Proposed New Afghan Policy for America: Implement the Doha Agreement

Time for intra-Afghan dialogue is at hand, the country’s former acting information minister tells the Sun.

AP/Ebrahim Noroozi
The Taliban-appointed foreign minister, Amir Khan Muttaqi, at Kabul September 19, 2022. AP/Ebrahim Noroozi

Dialing in from Tokyo, where Qasim Wafayezada has taken refuge from the Taliban, the former acting minister of information of Afghanistan is urging the United States and the international community to hold the Taliban to the full terms of the Doha peace agreement. 

The Doha agreement, which was signed in February 2020 by America and the Taliban at Qatar, requires “a political settlement resulting from intra-Afghan dialogue and negotiations between the Taliban and an inclusive negotiating team of the Islamic Republic of Afghanistan.”

It also requires a “permanent and comprehensive ceasefire,” the withdrawal from Afghanistan of “all U.S. and Coalition forces,” and the prevention of “the use of Afghan soil by any international terrorist groups or individuals against the security of the United States and its allies.”

Instead of “everyone” remaining “silent,” Mr. Wafayezada argues, America and the international community should initiate this intra-Afghan dialogue “as soon as possible.” Whatever government comes of this process should then be treated as “the legitimate partner … for the international community.”

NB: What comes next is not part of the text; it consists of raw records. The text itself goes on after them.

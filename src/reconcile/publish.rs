// Copyright 2026 The OpenEBS Authors
//
// Licensed under the Apache License, Version 2.0 (the "License");
// you may not use this file except in compliance with the License.
// You may obtain a copy of the License at
//
//     http://www.apache.org/licenses/LICENSE-2.0
//
// Unless required by applicable law or agreed to in writing, software
// distributed under the License is distributed on an "AS IS" BASIS,
// WITHOUT WARRANTIES OR CONDITIONS OF ANY KIND, either express or implied.
// See the License for the specific language governing permissions and
// limitations under the License.

use super::{AttachmentReconciler, TARGET_MODE};
use crate::error::{Error, Result};
use crate::ledger::{TransitionGuard, TransitionStatus};
use crate::types::v1::common::{AccessType, AttachmentPhase};
use crate::types::v1::volume_attachment::CStorVolumeAttachment;
use kube::ResourceExt;
use tracing::{debug, info, instrument};

#[derive(Clone, Debug, Default)]
pub struct PublishRequest {
    pub volume_id: String,
    pub staging_path: String,
    pub target_path: String,
    pub access_type: AccessType,
    pub read_only: bool,
}

impl AttachmentReconciler {
    /// Bind-mounts a staged volume at the workload's target path.
    #[instrument(skip_all, fields(volume_id = %req.volume_id))]
    pub async fn publish(&self, guard: &TransitionGuard, req: &PublishRequest) -> Result<()> {
        let attachment = self.require_attachment(&req.volume_id).await?;
        let volume = &attachment.spec.volume;
        if volume.device_path.is_empty() {
            return Err(Error::unavailable(format!(
                "volume {} is not staged on this node",
                req.volume_id
            )));
        }

        guard.set(TransitionStatus::MountUnderProgress);
        let mounter = &self.host.mounter;
        let table = mounter.mount_table().await?;

        if table.is_mounted(&req.target_path) {
            debug!(target_path = %req.target_path, "target already mounted");
        } else if req.access_type == AccessType::Block {
            mounter.ensure_file(&req.target_path).await?;
            mounter
                .bind_mount(&volume.device_path, &req.target_path, req.read_only)
                .await?;
        } else {
            let staging = if req.staging_path.is_empty() {
                volume.staging_path.as_str()
            } else {
                req.staging_path.as_str()
            };
            if !table.is_mounted(staging) {
                return Err(Error::unavailable(format!(
                    "staging path {staging} of volume {} is not mounted",
                    req.volume_id
                )));
            }
            mounter.ensure_dir(&req.target_path, TARGET_MODE).await?;
            mounter
                .bind_mount(staging, &req.target_path, req.read_only)
                .await?;
        }

        let name = attachment.name_any();
        self.store
            .update_attachment(&name, &|a: &mut CStorVolumeAttachment| {
                a.spec.volume.target_path = req.target_path.clone();
                a.spec.volume.read_only = req.read_only;
            })
            .await?;
        self.store
            .update_attachment_status(&name, &|a: &mut CStorVolumeAttachment| {
                a.set_phase(AttachmentPhase::Published)
            })
            .await?;
        info!(target_path = %req.target_path, read_only = req.read_only, "volume published");
        Ok(())
    }

    /// Unmounts and removes the target path. A target that is not mounted is
    /// not an error.
    #[instrument(skip(self, guard))]
    pub async fn unpublish(
        &self,
        guard: &TransitionGuard,
        volume_id: &str,
        target_path: &str,
    ) -> Result<()> {
        guard.set(TransitionStatus::UnmountUnderProgress);
        let mounter = &self.host.mounter;

        if mounter.mount_table().await?.is_mounted(target_path) {
            mounter.unmount(target_path).await?;
            info!("target unmounted");
        } else {
            debug!("target not mounted");
        }
        mounter.remove_path(target_path).await?;

        if let Some(attachment) = self.attachment(volume_id).await?
            && attachment.spec.volume.target_path == target_path
        {
            let name = attachment.name_any();
            self.store
                .update_attachment(&name, &|a: &mut CStorVolumeAttachment| {
                    a.spec.volume.target_path.clear()
                })
                .await?;
            self.store
                .update_attachment_status(&name, &|a: &mut CStorVolumeAttachment| {
                    a.set_phase(AttachmentPhase::Staged)
                })
                .await?;
        }
        Ok(())
    }
}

This is, after all, what the Taliban and the United States already pledged in the Doha agreement, Mr. Wafayezada says. He argues, moreover, that, if this doesn’t happen, another war is inevitable. 

“Afghanistan’s history shows that there’s no such a thing as lasting victory,” he says. “On average, if you look at the past half century, each government has lasted only five years. The last one was the longest because I think we were moving toward the right direction.”

“All of these conditions that exist now are conditions that existed … in the past 40 to 50 years,” Mr. Wafayezada continued. “These are the conditions that have been driving the armed conflict in the country. There’s no evidence to believe that this will stop here … if the other ethnic groups are frustrated and they don’t find any hope, of course they will rise, and Afghanistan will slip into a devastating civil war.”

Moreover, he argues, it is unconscionable for America and the international community to turn their backs on Afghanistan and do nothing. 

Before this all occurred, Mr. Wafayezada reflects, “I couldn’t imagine a situation where the guys on the black list of the United States could travel around while the forces of democracy, those who have fought for human rights, for women rights and who have been allies of the United States in the past two decades, cannot find a platform to gather and talk against the Taliban.”

The United States is responsible for Taliban rule, he says. “It is a fact that the government was weak and corrupt and had lost popular support, but Afghans yearned for a constructive peace process that could bring about a positive change and end the war and not hand over the country to the Taliban. That said,” he argued, “Afghanistan was not handed over by the Afghans. It was handed over in the Doha agreement.” The agreement, he states, “enabled the Taliban to regain power and … opened diplomatic doors for them.”

The United States remains responsible today, he argues, because it is propping up the Taliban with millions of dollars in assistance each week. 

“The Taliban,” Mr. Wafayezada says, “are surviving on the money that they’re receiving from the United States. If that stops, the Taliban government will collapse because the economy is not functioning.

According to the State Department, the U.S. sent $720 million in aid to Afghanistan between August 2021, when the Taliban took over, and March 2022. 

In September 2022, the Biden administration established a new entity, the Afghan Fund, to provide $3.5 billion in assistance to Afghanistan. The money for the fund is supposed to come from frozen Afghan central bank funds on deposit at the Federal Reserve Bank of New York.

The international community is also bolstering the Taliban by engaging only with them, Mr. Wafayezada argued, and ignoring the rest of Afghanistan.

He pointed, with great concern, to the recent meeting between the deputy CIA director, David Cohen, and the Taliban’s intelligence chief, among others. He says he doesn’t know what agreements were reached, but it’s not just, “How are you? I hope you’re doing well.” His understanding, he notes, is “they have concluded some agreements on exchanging information on ISIS.” 

The question is, he wonders aloud, at what price?